The doctor recommends robotic assisted radical prostatectomy? What are your thoughts?
From my book, surviving prostate cancer by Dr Patrick Walsh’s
This article come from my book, surviving prostate cancer:
What About Perineural Invasion?
As cancers grow, they compress normal tissue, looking for elbow room—spaces with less resistance, where they can spread. It just so happens that nerves are usually surrounded by some empty space. For cancer, this is the real estate equivalent of a nice suburban lot with a big backyard—plenty of elbow room. Thus, it’s not uncommon to find prostate cancer in the spaces around the nerves; this is called perineural invasion. Because the nerves are most common close to the surface of the prostate, the finding of perineural invasion on a biopsy suggests that the cancer is close to the edge of the prostate and may well have penetrated the capsule.

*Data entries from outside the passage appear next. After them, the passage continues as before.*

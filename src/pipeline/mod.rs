// src/pipeline/mod.rs

//! Per-unit processing and fleet-wide aggregation.
//!
//! - [`unit`] turns one unit directory into a [`UnitResult`] (stage
//!   completion, weighted progress, storage size).
//! - [`aggregate`] fans `process_unit` out over a bounded worker pool and
//!   collects the results into a deterministic [`AggregateReport`].

pub mod aggregate;
pub mod unit;

pub use aggregate::{aggregate, AggregateReport};
pub use unit::{process_unit, StageCompletion, UnitResult};
// src/cli.rs

//! CLI argument parsing using `clap`.

use clap::{Parser, ValueEnum};

/// Command-line arguments for `mdwatch`.
#[derive(Debug, Clone, Parser)]
#[command(
    name = "mdwatch",
    version,
    about = "Monitor GROMACS MD simulation progress and send periodic reports.",
    long_about = None
)]
pub struct CliArgs {
    /// Path to the config file (TOML).
    ///
    /// Default: `Mdwatch.toml` in the current working directory.
    #[arg(long, value_name = "PATH", default_value = "Mdwatch.toml")]
    pub config: String,

    /// Override `[monitor].input_dir` from the config.
    #[arg(long, value_name = "DIR")]
    pub input_dir: Option<String>,

    /// Override `[monitor].output_dir` from the config.
    #[arg(long, value_name = "DIR")]
    pub output_dir: Option<String>,

    /// Generate one report now and exit, without the monitoring loop.
    #[arg(long)]
    pub once: bool,

    /// Logging level (error, warn, info, debug, trace).
    ///
    /// If omitted, `MDWATCH_LOG` or a default level will be used.
    #[arg(long, value_enum, value_name = "LEVEL")]
    pub log_level: Option<LogLevel>,

    /// Load + validate config, list detected units, but don't run anything.
    #[arg(long)]
    pub dry_run: bool,
}

/// Log level as exposed on the CLI.
#[derive(Debug, Copy, Clone, ValueEnum)]
pub enum LogLevel {
    Error,
    Warn,
    Info,
    Debug,
    Trace,
}

/// Convenience wrapper around `CliArgs::parse()`.
pub fn parse() -> CliArgs {
    CliArgs::parse()
}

However—this is important to keep in mind—cancer that has penetrated the capsule can still be cured. This makes perineural invasion a paradoxical finding, because although men with perineural invasion are more likely to have capsular penetration, they may still be cured with local treatment (surgery or external-beam radiation therapy) alone.

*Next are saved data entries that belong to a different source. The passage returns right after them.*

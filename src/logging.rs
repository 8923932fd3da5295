// src/logging.rs

//! Logging setup for `mdwatch` using `tracing` + `tracing-subscriber`.
//!
//! Priority for determining the log level:
//! 1. `--log-level` CLI flag (if provided)
//! 2. `MDWATCH_LOG` environment variable (e.g. "info", "debug")
//! 3. default to `info`

use anyhow::Result;
use tracing_subscriber::fmt;

use crate::cli::LogLevel;

/// Initialise global logging subscriber.
///
/// Safe to call once at startup.
pub fn init_logging(cli_level: Option<LogLevel>) -> Result<()> {
    let level = match cli_level {
        Some(lvl) => level_from_log_level(lvl),
        None => std::env::var("MDWATCH_LOG")
            .ok()
            .and_then(|s| parse_level_str(&s))
            .unwrap_or(tracing::Level::INFO),
    };

    // `init()` does not return a Result, so this cannot fail at runtime
    // (if called more than once, it will panic; we only call once in main).
    fmt()
        .with_max_level(level)
        .with_target(true)
        .with_thread_ids(false)
        .with_thread_names(false)
        .init();

    Ok(())
}

fn level_from_log_level(lvl: LogLevel) -> tracing::Level {
    match lvl {
        LogLevel::Error => tracing::Level::ERROR,
        LogLevel::Warn => tracing::Level::WARN,
        LogLevel::Info => tracing::Level::INFO,
        LogLevel::Debug => tracing::Level::DEBUG,
        LogLevel::Trace => tracing::Level::TRACE,
    }
}

fn parse_level_str(s: &str) -> Option<tracing::Level> {
    match s.trim().to_lowercase().as_str() {
        "error" => Some(tracing::Level::ERROR),
        "warn" | "warning" => Some(tracing::Level::WARN),
        "info" => Some(tracing::Level::INFO),
        "debug" => Some(tracing::Level::DEBUG),
        "trace" => Some(tracing::Level::TRACE),
        _ => None,
    }
}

It was previously thought that nerve-sparing surgery should not be performed on the same side as the perineural invasion. However, this has turned out not to be an issue because of a fine distinction: the tumor is surrounding the nerves to the prostate, not the nerves responsible for erections. Johns Hopkins urologist Stacy Loeb recently studied men with perineural invasion who underwent a radical prostatectomy at Hopkins, and her findings show good news. Although these men had more aggressive cancer, the presence of perineural invasion by itself was not a predictor that their cancer would come back, and the nerve-sparing procedure had no effect on their risk of developing rising PSA after surgery. However, another study from Hopkins on men who received radiation showed that men with perineural invasion on their biopsy had a higher chance of PSA failure (an increase in PSA levels following surgery or radiation, indicating that the cancer may have returned) and prostate cancer–related death. Similar results have been confirmed by other groups.
For this reason, at Hopkins, men with perineural invasion on their prostate cancer biopsies who choose radiation therapy typically receive treatments that include the addition of hormones and increased radiation dosages to the prostate.
A recent biopsy after a PSA test of 3.5 showed Adenocarcinoma in 1 of 14 samples. Gleason score of 6 (3+3). tumor in 10% of core sample of the prostate transition zone. Perineural invasion present. Can I use active surveillance or does the presence of PNI eliminate that option.